> _What needs to be done_:
In the entries below, the lines from the one with "pub enum StatementOrder" through the one with "let mut running" are to be copied exactly; both ends count.

--- The records ---

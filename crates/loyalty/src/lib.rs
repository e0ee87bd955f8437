//! Loyalty engines: purchase analytics, tier classification, reward
//! recommendations, the redemption ledger, achievements and content guardrails.

pub mod achievements;
pub mod analyzer;
pub mod catalog;
pub mod engine;
pub mod ledger;
pub mod member;
pub mod recommend;
pub mod safety;
pub mod statement;
pub mod tier;

pub use achievements::{BadgeBoard, StreakProgress};
pub use analyzer::PurchaseAnalyzer;
pub use engine::LoyaltyEngine;
pub use ledger::{LedgerRegistry, LocalOnly, RedemptionGateway, RedemptionLedger, StockBook};
pub use member::{CustomerDataSource, MemberSession};
pub use recommend::{RecommendationEngine, Suggestions};
pub use safety::{InteractionLog, SafetyFilter, SafetyVerdict, SAFE_FALLBACK_RESPONSE};
pub use tier::{TierEngine, TierProgress};
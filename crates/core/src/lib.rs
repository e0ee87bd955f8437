pub mod catalog;
pub mod config;
pub mod error;
pub mod event_bus;
pub mod loyalty;
pub mod types;

pub use config::LoyaltyConfig;
pub use error::{LoyaltyError, LoyaltyResult};
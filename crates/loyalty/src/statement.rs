//! Points statement: purchase history with a running balance reconstructed
//! backwards from the current balance.

use omnishop_core::loyalty::Transaction;
use serde::{Deserialize, Serialize};

#[derive(Debug, Clone, PartialEq, Serialize)]
pub struct StatementLine {
    pub date: String,
    pub description: String,
    pub category: String,
    pub amount: f64,
    pub points: u64,
    /// Balance right after this transaction. Signed because upstream history
    /// may not fully account for the current balance.
    pub balance_after: i64,
}

#[derive(Debug, Clone, Copy, Default, PartialEq, Eq, Serialize, Deserialize)]
#[serde(rename_all = "snake_case")]
pub enum StatementOrder {
    #[default]
    NewestFirst,
    OldestFirst,
    HighestPoints,
    HighestAmount,
}

#[derive(Debug, Clone, Default, Serialize, Deserialize)]
pub struct StatementQuery {
    pub category: Option<String>,
    pub order: StatementOrder,
}

#[derive(Debug, Clone, PartialEq, Serialize)]
pub struct StatementSummary {
    pub total_transactions: usize,
    pub points_earned: u64,
    pub total_spent: f64,
    pub current_balance: u64,
}

/// Build statement lines in input (chronological) order. The last line's
/// `balance_after` equals `current_balance`.
pub fn statement(transactions: &[Transaction], current_balance: u64) -> Vec<StatementLine> {
    let mut running = i64::try_from(current_balance).unwrap_or(i64::MAX);
    let mut lines: Vec<StatementLine> = transactions
        .iter()
        .rev()
        .map(|tx| {
            let points = tx.points_or_zero();
            let line = StatementLine {
                date: tx.date().unwrap_or("N/A").to_string(),
                description: tx.product_name().unwrap_or("Purchase").to_string(),
                category: tx.category().unwrap_or("Other").to_string(),
                amount: tx.amount_or_zero(),
                points,
                balance_after: running,
            };
            running = running.saturating_sub(i64::try_from(points).unwrap_or(i64::MAX));
            line
        })
        .collect();
    lines.reverse();
    lines
}

pub fn summarize(lines: &[StatementLine], current_balance: u64) -> StatementSummary {
    StatementSummary {
        total_transactions: lines.len(),
        points_earned: lines.iter().map(|l| l.points).sum(),
        total_spent: lines.iter().map(|l| l.amount).sum(),
        current_balance,
    }
}

/// Filter and order chronological statement lines.
pub fn query_statement(lines: &[StatementLine], query: &StatementQuery) -> Vec<StatementLine> {
    let mut out: Vec<StatementLine> = lines
        .iter()
        .filter(|l| query.category.as_deref().map_or(true, |c| l.category == c))
        .cloned()
        .collect();

    match query.order {
        StatementOrder::OldestFirst => {}
        StatementOrder::NewestFirst => out.reverse(),
        StatementOrder::HighestPoints => out.sort_by(|a, b| b.points.cmp(&a.points)),
        StatementOrder::HighestAmount => out.sort_by(|a, b| b.amount.total_cmp(&a.amount)),
    }
    out
}

/// Distinct categories in first-seen order.
pub fn categories(lines: &[StatementLine]) -> Vec<String> {
    let mut seen: Vec<String> = Vec::new();
    for line in lines {
        if !seen.contains(&line.category) {
            seen.push(line.category.clone());
        }
    }
    seen
}
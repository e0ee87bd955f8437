//! Catalog browsing: filter, sort and annotate rewards for one member.

use omnishop_core::loyalty::{Member, RewardCatalogItem};
use serde::{Deserialize, Serialize};

#[derive(Debug, Clone, Copy, Default, PartialEq, Eq, Serialize, Deserialize)]
#[serde(rename_all = "snake_case")]
pub enum CatalogSort {
    #[default]
    PointsLowToHigh,
    PointsHighToLow,
    NameAsc,
}

#[derive(Debug, Clone, Default, Serialize, Deserialize)]
pub struct CatalogQuery {
    /// Reward category; `None` means all categories.
    pub category: Option<String>,
    pub affordable_only: bool,
    pub sort: CatalogSort,
}

/// A reward as seen by a particular member.
#[derive(Debug, Clone, Serialize)]
pub struct CatalogEntry {
    pub reward: RewardCatalogItem,
    /// The member's tier does not satisfy the reward's exclusivity.
    pub locked: bool,
    pub affordable: bool,
    pub points_short: u64,
}

pub fn browse(
    catalog: &[RewardCatalogItem],
    member: &Member,
    query: &CatalogQuery,
) -> Vec<CatalogEntry> {
    let mut rewards: Vec<&RewardCatalogItem> = catalog
        .iter()
        .filter(|r| query.category.as_deref().map_or(true, |c| r.category == c))
        .filter(|r| !query.affordable_only || r.points_cost <= member.points_balance)
        .collect();

    match query.sort {
        CatalogSort::PointsLowToHigh => rewards.sort_by_key(|r| r.points_cost),
        CatalogSort::PointsHighToLow => rewards.sort_by(|a, b| b.points_cost.cmp(&a.points_cost)),
        CatalogSort::NameAsc => rewards.sort_by(|a, b| a.name.cmp(&b.name)),
    }

    rewards
        .into_iter()
        .map(|reward| CatalogEntry {
            locked: !reward.available_to(member.tier),
            affordable: reward.points_cost <= member.points_balance,
            points_short: reward.points_cost.saturating_sub(member.points_balance),
            reward: reward.clone(),
        })
        .collect()
}

#[cfg(test)]
mod tests {
    use super::*;
    use omnishop_core::catalog::default_catalog;
    use omnishop_core::loyalty::Tier;

    fn silver_member(points: u64) -> Member {
        Member {
            tier: Tier::Silver,
            ..Member::new("CUST001", points)
        }
    }

    #[test]
    fn test_filter_category_sorted_low_to_high() {
        let query = CatalogQuery {
            category: Some("Gift Cards".into()),
            ..Default::default()
        };
        let entries = browse(&default_catalog(), &silver_member(1000), &query);
        let costs: Vec<u64> = entries.iter().map(|e| e.reward.points_cost).collect();
        assert_eq!(costs, vec![500, 1200, 2300]);
        assert!(entries[0].affordable);
        assert_eq!(entries[1].points_short, 200);
    }

    #[test]
    fn test_affordable_only_high_to_low() {
        let query = CatalogQuery {
            category: None,
            affordable_only: true,
            sort: CatalogSort::PointsHighToLow,
        };
        let entries = browse(&default_catalog(), &silver_member(500), &query);
        assert!(entries.iter().all(|e| e.reward.points_cost <= 500));
        assert_eq!(entries.first().map(|e| e.reward.points_cost), Some(500));
        assert_eq!(entries.last().map(|e| e.reward.points_cost), Some(300));
    }

    #[test]
    fn test_locked_follows_tier_ordering() {
        let query = CatalogQuery {
            category: Some("Experiences".into()),
            ..Default::default()
        };
        let entries = browse(&default_catalog(), &silver_member(0), &query);
        let locked: Vec<(u32, bool)> = entries.iter().map(|e| (e.reward.id, e.locked)).collect();
        // Silver-exclusive styling session is open; Platinum ones are locked.
        assert_eq!(locked, vec![(8, false), (7, true), (15, true)]);
    }

    #[test]
    fn test_sort_by_name() {
        let query = CatalogQuery {
            sort: CatalogSort::NameAsc,
            ..Default::default()
        };
        let entries = browse(&default_catalog(), &silver_member(0), &query);
        assert_eq!(entries[0].reward.name, "$10 Store Gift Card");
        assert_eq!(entries.len(), 15);
    }
}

---

> _Response to the task_:
pub enum StatementOrder {
    #[default]
    NewestFirst,
    OldestFirst,
    HighestPoints,
    HighestAmount,
}

#[derive(Debug, Clone, Default, Serialize, Deserialize)]
pub struct StatementQuery {
    pub category: Option<String>,
    pub order: StatementOrder,
}

#[derive(Debug, Clone, PartialEq, Serialize)]
pub struct StatementSummary {
    pub total_transactions: usize,
    pub points_earned: u64,
    pub total_spent: f64,
    pub current_balance: u64,
}

/// Build statement lines in input (chronological) order. The last line's
/// `balance_after` equals `current_balance`.
pub fn statement(transactions: &[Transaction], current_balance: u64) -> Vec<StatementLine> {
    let mut running = i64::try_from(current_balance).unwrap_or(i64::MAX);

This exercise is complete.